Читаем без скачивания Повесть о настоящем человеке - Борис Николаевич Полевой
Шрифт:
Интервал:
Закладка:
Но недаром советские самолеты за месяц до этого ползали в небесной вышине над немецкими позициями. Намерения немецкого командования были давно раскрыты, позиции и центры сосредоточения нанесены на карту, изучены квадрат за квадратом. Немцы думали, по обычаю своему размахнувшись в полную меру своих сил, вонзить нож под лопатку спящему предутренним сном противнику. Но противник только притворялся спящим. Он схватил нападающего за руку, держащую нож, и рука эта захрустела, сжатая стальными, богатырскими пальцами. Еще не отшумел шквал артиллерийской подготовки, бушевавший на фронте в несколько десятков километров, как немцы, оглохшие от грома собственных батарей, ослепленные пороховым дымом, заволакивавшим их позиции, увидели огненные шары разрывов в своих траншеях. Советская артиллерия била точно и не по площади, как немцы, а по целям, по батареям, по скоплениям танков и пехоты, уже подтянувшимся к рубежам атаки, по мостам, по подземным погребам боеприпасов, по блиндажам и командным пунктам.
Артиллерийская подготовка немцев перешла в мощную огневую дуэль, в которой с обеих сторон участвовали десятки тысяч стволов самых разнообразных калибров. Когда самолеты эскадрильи капитана Чеслова коснулись аэродрома, земля дрожала под ногами летчиков, а разрывы гремели так часто, что сливались в один сплошной клокочущий шум, как будто по железному мосту тянулся гигантский поезд, шел, шел, шел, гудя и гремя, шел и не мог пройти. Бурно клубящийся дым опоясал весь горизонт. Над маленьким полковым аэродромом то гусем, то журавлиными косяками, то развернутым строем плыли и плыли бомбардировщики; и разрывы их бомб глухими рокочущими раскатами выделялись в равномерном грохоте артиллерийского боя.
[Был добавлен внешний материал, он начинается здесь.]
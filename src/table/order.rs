//! Insertion Order Module
//!
//! Tracks the order in which keys entered a table, for iteration and eviction.

use std::collections::BTreeMap;

// == Insertion Order ==
/// Tracks insertion order by sequence number.
///
/// Sequence numbers only grow, so the first entry of the map is always the
/// oldest insertion and iteration from the front yields insertion order.
#[derive(Debug, Default)]
pub struct InsertionOrder {
    /// Sequence number to lookup key
    order: BTreeMap<u64, Vec<u8>>,
}

impl InsertionOrder {
    // == Constructor ==
    /// Creates a new empty tracker.
    pub fn new() -> Self {
        Self {
            order: BTreeMap::new(),
        }
    }

    // == Push ==
    /// Records a key under a fresh sequence number.
    pub fn push(&mut self, seq: u64, key: Vec<u8>) {
        self.order.insert(seq, key);
    }

    // == Remove ==
    /// Forgets the key recorded under `seq`.
    pub fn remove(&mut self, seq: u64) -> Option<Vec<u8>> {
        self.order.remove(&seq)
    }

    // == Pop Oldest ==
    /// Returns and removes the least recently inserted key.
    pub fn pop_oldest(&mut self) -> Option<Vec<u8>> {
        self.order.pop_first().map(|(_, key)| key)
    }

    // == After ==
    /// Iterates keys inserted after `seq`, oldest first.
    pub fn after(&self, seq: u64) -> impl Iterator<Item = (u64, &Vec<u8>)> {
        self.order
            .range(seq.saturating_add(1)..)
            .map(|(seq, key)| (*seq, key))
    }

    // == Iter ==
    /// Iterates all keys, oldest first.
    pub fn iter(&self) -> impl Iterator<Item = (u64, &Vec<u8>)> {
        self.order.iter().map(|(seq, key)| (*seq, key))
    }

    pub fn clear(&mut self) {
        self.order.clear();
    }

    pub fn len(&self) -> usize {
        self.order.len()
    }
}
По эскадрильям была объявлена готовность э 2. Это означало, что летчики должны были не покидать кабин своих самолетов, с тем чтобы по первой же ракете подняться в воздух. Самолеты вывели на опушку березового леска, замаскировали ветками. Из леса тянуло прохладной, душистой грибной сыростью, и неслышные за грохотом боя комары отчаянно атаковали лица, руки, шеи пилотов.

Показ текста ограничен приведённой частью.